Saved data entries

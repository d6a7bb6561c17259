//! Per-session selection of start and destination
//!
//! The state is an explicit value handed to every handler. Transitions are
//! pure: each takes `&self` and returns the next state, so a presentation
//! layer can keep, diff or serialize snapshots freely.

use serde::{Deserialize, Serialize};
use std::fmt;

use super::ResolvedLocation;
use crate::errors::DomainError;

/// Which end of the route a selection applies to
#[derive(Debug, Clone, Copy, PartialEq, Eq, Hash, Serialize, Deserialize)]
#[serde(rename_all = "snake_case")]
pub enum Role {
    /// Where the route begins
    Start,
    /// Where the route ends
    Destination,
}

impl fmt::Display for Role {
    fn fmt(&self, f: &mut fmt::Formatter<'_>) -> fmt::Result {
        match self {
            Self::Start => f.write_str("start"),
            Self::Destination => f.write_str("destination"),
        }
    }
}

/// Lifecycle of one role, driven only by user input
#[derive(Debug, Clone, PartialEq, Serialize, Deserialize, Default)]
#[serde(tag = "state", rename_all = "snake_case")]
pub enum RoleState {
    /// Nothing typed or chosen
    #[default]
    Empty,
    /// User is typing; a lookup for `query` may be pending
    Querying {
        /// Text typed so far
        query: String,
    },
    /// Candidates for `query` are on screen
    SuggestionsShown {
        /// Text the suggestions belong to
        query: String,
        /// Candidates in upstream ranking order
        suggestions: Vec<ResolvedLocation>,
    },
    /// A location has been chosen
    Selected {
        /// The chosen location
        location: ResolvedLocation,
    },
}

impl RoleState {
    /// The chosen location, if any
    #[must_use]
    pub const fn selected(&self) -> Option<&ResolvedLocation> {
        match self {
            Self::Selected { location } => Some(location),
            _ => None,
        }
    }

    /// Suggestions currently shown, empty otherwise
    #[must_use]
    pub fn suggestions(&self) -> &[ResolvedLocation] {
        match self {
            Self::SuggestionsShown { suggestions, .. } => suggestions,
            _ => &[],
        }
    }
}

/// Start and destination chosen in one UI session
#[derive(Debug, Clone, PartialEq, Serialize, Deserialize, Default)]
pub struct SelectionState {
    start: RoleState,
    destination: RoleState,
}

impl SelectionState {
    /// Create an empty selection
    #[must_use]
    pub fn new() -> Self {
        Self::default()
    }

    /// State of one role
    #[must_use]
    pub const fn role(&self, role: Role) -> &RoleState {
        match role {
            Role::Start => &self.start,
            Role::Destination => &self.destination,
        }
    }

    fn with_role(&self, role: Role, state: RoleState) -> Self {
        let mut next = self.clone();
        match role {
            Role::Start => next.start = state,
            Role::Destination => next.destination = state,
        }
        next
    }

    /// User typed into a role's field
    ///
    /// Typing replaces any earlier selection for that role; blank input
    /// returns the role to `Empty`.
    #[must_use]
    pub fn begin_query(&self, role: Role, query: &str) -> Self {
        let query = query.trim();
        if query.is_empty() {
            return self.with_role(role, RoleState::Empty);
        }
        self.with_role(
            role,
            RoleState::Querying {
                query: query.to_string(),
            },
        )
    }

    /// Lookup results arrived for a role
    ///
    /// Results are only applied while the role is still querying or showing
    /// suggestions; late results after a selection or clear are dropped.
    #[must_use]
    pub fn show_suggestions(&self, role: Role, suggestions: Vec<ResolvedLocation>) -> Self {
        match self.role(role) {
            RoleState::Querying { query } | RoleState::SuggestionsShown { query, .. } => {
                let query = query.clone();
                self.with_role(role, RoleState::SuggestionsShown { query, suggestions })
            },
            RoleState::Empty | RoleState::Selected { .. } => self.clone(),
        }
    }

    /// User picked the suggestion at `index`
    ///
    /// # Errors
    ///
    /// Returns `DomainError::InvalidInput` if no suggestions are shown for
    /// the role or `index` is out of range.
    pub fn choose_suggestion(&self, role: Role, index: usize) -> Result<Self, DomainError> {
        let location = self
            .role(role)
            .suggestions()
            .get(index)
            .cloned()
            .ok_or_else(|| {
                DomainError::invalid_input(format!("no {role} suggestion at position {index}"))
            })?;
        Ok(self.select(role, location))
    }

    /// Set the location for a role; the last selection wins
    #[must_use]
    pub fn select(&self, role: Role, location: ResolvedLocation) -> Self {
        self.with_role(role, RoleState::Selected { location })
    }

    /// Reset both roles and drop pending suggestions
    #[must_use]
    pub fn clear(&self) -> Self {
        Self::default()
    }

    /// The chosen location for a role
    #[must_use]
    pub const fn selected(&self, role: Role) -> Option<&ResolvedLocation> {
        self.role(role).selected()
    }

    /// Both roles are selected and do not share coordinates
    #[must_use]
    pub fn is_ready_for_route(&self) -> bool {
        self.route_endpoints().is_ok()
    }

    /// Start and destination for a route request
    ///
    /// # Errors
    ///
    /// Returns `DomainError::InvalidInput` if a role is not selected or both
    /// roles point at the same coordinates.
    pub fn route_endpoints(&self) -> Result<(&ResolvedLocation, &ResolvedLocation), DomainError> {
        let start = self
            .selected(Role::Start)
            .ok_or_else(|| DomainError::invalid_input("start location is not selected"))?;
        let destination = self
            .selected(Role::Destination)
            .ok_or_else(|| DomainError::invalid_input("destination is not selected"))?;

        if start.same_point_as(destination) {
            return Err(DomainError::invalid_input(
                "start and destination cannot be the same",
            ));
        }

        Ok((start, destination))
    }
}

### Task directions
From the line holding "pub enum RoleState" to the line holding "upstream ranking order", inclusive, restate each line above exactly as written.

### Reply to the exercise
pub enum RoleState {
    /// Nothing typed or chosen
    #[default]
    Empty,
    /// User is typing; a lookup for `query` may be pending
    Querying {
        /// Text typed so far
        query: String,
    },
    /// Candidates for `query` are on screen
    SuggestionsShown {
        /// Text the suggestions belong to
        query: String,
        /// Candidates in upstream ranking order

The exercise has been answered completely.